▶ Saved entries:
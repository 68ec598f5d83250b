//! Slash commands understood by the interactive loop.

pub const HELP_TEXT: &str = "\
Commands:
  /new              Start a new chat
  /sessions         List conversations
  /open <id|n>      Load a conversation by id or /sessions number
  /tools            List tools and whether they are active
  /details          Show or hide the details of the last reply
  /detail <n>       Expand or collapse one detail entry
  /log <filename>   Enable logging to specified file
  /log              Toggle logging pause/resume
  /help             Show this help
  /quit             Exit";

#[derive(Debug, Clone, PartialEq, Eq)]
pub enum Command {
    New,
    Sessions,
    Open(String),
    Tools,
    Details,
    /// One-based entry number as typed.
    Detail(usize),
    Log(Option<String>),
    Help,
    Quit,
}

#[derive(Debug, Clone, PartialEq, Eq)]
pub enum CommandResult {
    Ignore,
    Execute(Command),
    /// A recognised command with bad arguments, or an unknown one.
    Usage(String),
    ProcessAsMessage(String),
}

pub fn process_input(input: &str) -> CommandResult {
    let trimmed = input.trim();
    if trimmed.is_empty() {
        return CommandResult::Ignore;
    }
    // `//text` sends a message that starts with a slash.
    if let Some(escaped) = trimmed.strip_prefix("//") {
        return CommandResult::ProcessAsMessage(format!("/{escaped}"));
    }
    let Some(body) = trimmed.strip_prefix('/') else {
        return CommandResult::ProcessAsMessage(trimmed.to_string());
    };

    let parts: Vec<&str> = body.split_whitespace().collect();
    let Some((name, args)) = parts.split_first() else {
        return CommandResult::Usage("Type /help for a list of commands".to_string());
    };

    let command = match (name.to_ascii_lowercase().as_str(), args) {
        ("new", []) => Command::New,
        ("sessions", []) => Command::Sessions,
        ("open", [chat_id]) => Command::Open((*chat_id).to_string()),
        ("open", _) => {
            return CommandResult::Usage("Usage: /open <chat id or number>".to_string())
        }
        ("tools", []) => Command::Tools,
        ("details", []) => Command::Details,
        ("detail", [number]) => match number.parse::<usize>() {
            Ok(number) if number > 0 => Command::Detail(number),
            _ => return CommandResult::Usage("Usage: /detail <number>".to_string()),
        },
        ("detail", _) => return CommandResult::Usage("Usage: /detail <number>".to_string()),
        ("log", []) => Command::Log(None),
        ("log", [file]) => Command::Log(Some((*file).to_string())),
        ("log", _) => {
            return CommandResult::Usage(
                "Usage: /log [filename] - Enable logging to file, or /log to toggle pause/resume"
                    .to_string(),
            )
        }
        ("help", _) => Command::Help,
        ("quit" | "exit", _) => Command::Quit,
        (other, _) => {
            return CommandResult::Usage(format!(
                "Unknown command /{other}. Type /help for a list of commands"
            ))
        }
    };
    CommandResult::Execute(command)
}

▶ Task to complete: Copy every line above without changes.

▶ Written response:
repository 68ec598f5d83250b
//! Slash commands understood by the interactive loop.

pub const HELP_TEXT: &str = "\
Commands:
  /new              Start a new chat
  /sessions         List conversations
  /open <id|n>      Load a conversation by id or /sessions number
  /tools            List tools and whether they are active
  /details          Show or hide the details of the last reply
  /detail <n>       Expand or collapse one detail entry
  /log <filename>   Enable logging to specified file
  /log              Toggle logging pause/resume
  /help             Show this help
  /quit             Exit";

#[derive(Debug, Clone, PartialEq, Eq)]
pub enum Command {
    New,
    Sessions,
    Open(String),
    Tools,
    Details,
    /// One-based entry number as typed.
    Detail(usize),
    Log(Option<String>),
    Help,
    Quit,
}

#[derive(Debug, Clone, PartialEq, Eq)]
pub enum CommandResult {
    Ignore,
    Execute(Command),
    /// A recognised command with bad arguments, or an unknown one.
    Usage(String),
    ProcessAsMessage(String),
}

pub fn process_input(input: &str) -> CommandResult {
    let trimmed = input.trim();
    if trimmed.is_empty() {
        return CommandResult::Ignore;
    }
    // `//text` sends a message that starts with a slash.
    if let Some(escaped) = trimmed.strip_prefix("//") {
        return CommandResult::ProcessAsMessage(format!("/{escaped}"));
    }
    let Some(body) = trimmed.strip_prefix('/') else {
        return CommandResult::ProcessAsMessage(trimmed.to_string());
    };

    let parts: Vec<&str> = body.split_whitespace().collect();
    let Some((name, args)) = parts.split_first() else {
        return CommandResult::Usage("Type /help for a list of commands".to_string());
    };

    let command = match (name.to_ascii_lowercase().as_str(), args) {
        ("new", []) => Command::New,
        ("sessions", []) => Command::Sessions,
        ("open", [chat_id]) => Command::Open((*chat_id).to_string()),
        ("open", _) => {
            return CommandResult::Usage("Usage: /open <chat id or number>".to_string())
        }
        ("tools", []) => Command::Tools,
        ("details", []) => Command::Details,
        ("detail", [number]) => match number.parse::<usize>() {
            Ok(number) if number > 0 => Command::Detail(number),
            _ => return CommandResult::Usage("Usage: /detail <number>".to_string()),
        },
        ("detail", _) => return CommandResult::Usage("Usage: /detail <number>".to_string()),
        ("log", []) => Command::Log(None),
        ("log", [file]) => Command::Log(Some((*file).to_string())),
        ("log", _) => {
            return CommandResult::Usage(
                "Usage: /log [filename] - Enable logging to file, or /log to toggle pause/resume"
                    .to_string(),
            )
        }
        ("help", _) => Command::Help,
        ("quit" | "exit", _) => Command::Quit,
        (other, _) => {
            return CommandResult::Usage(format!(
                "Unknown command /{other}. Type /help for a list of commands"
            ))
        }
    };
    CommandResult::Execute(command)
}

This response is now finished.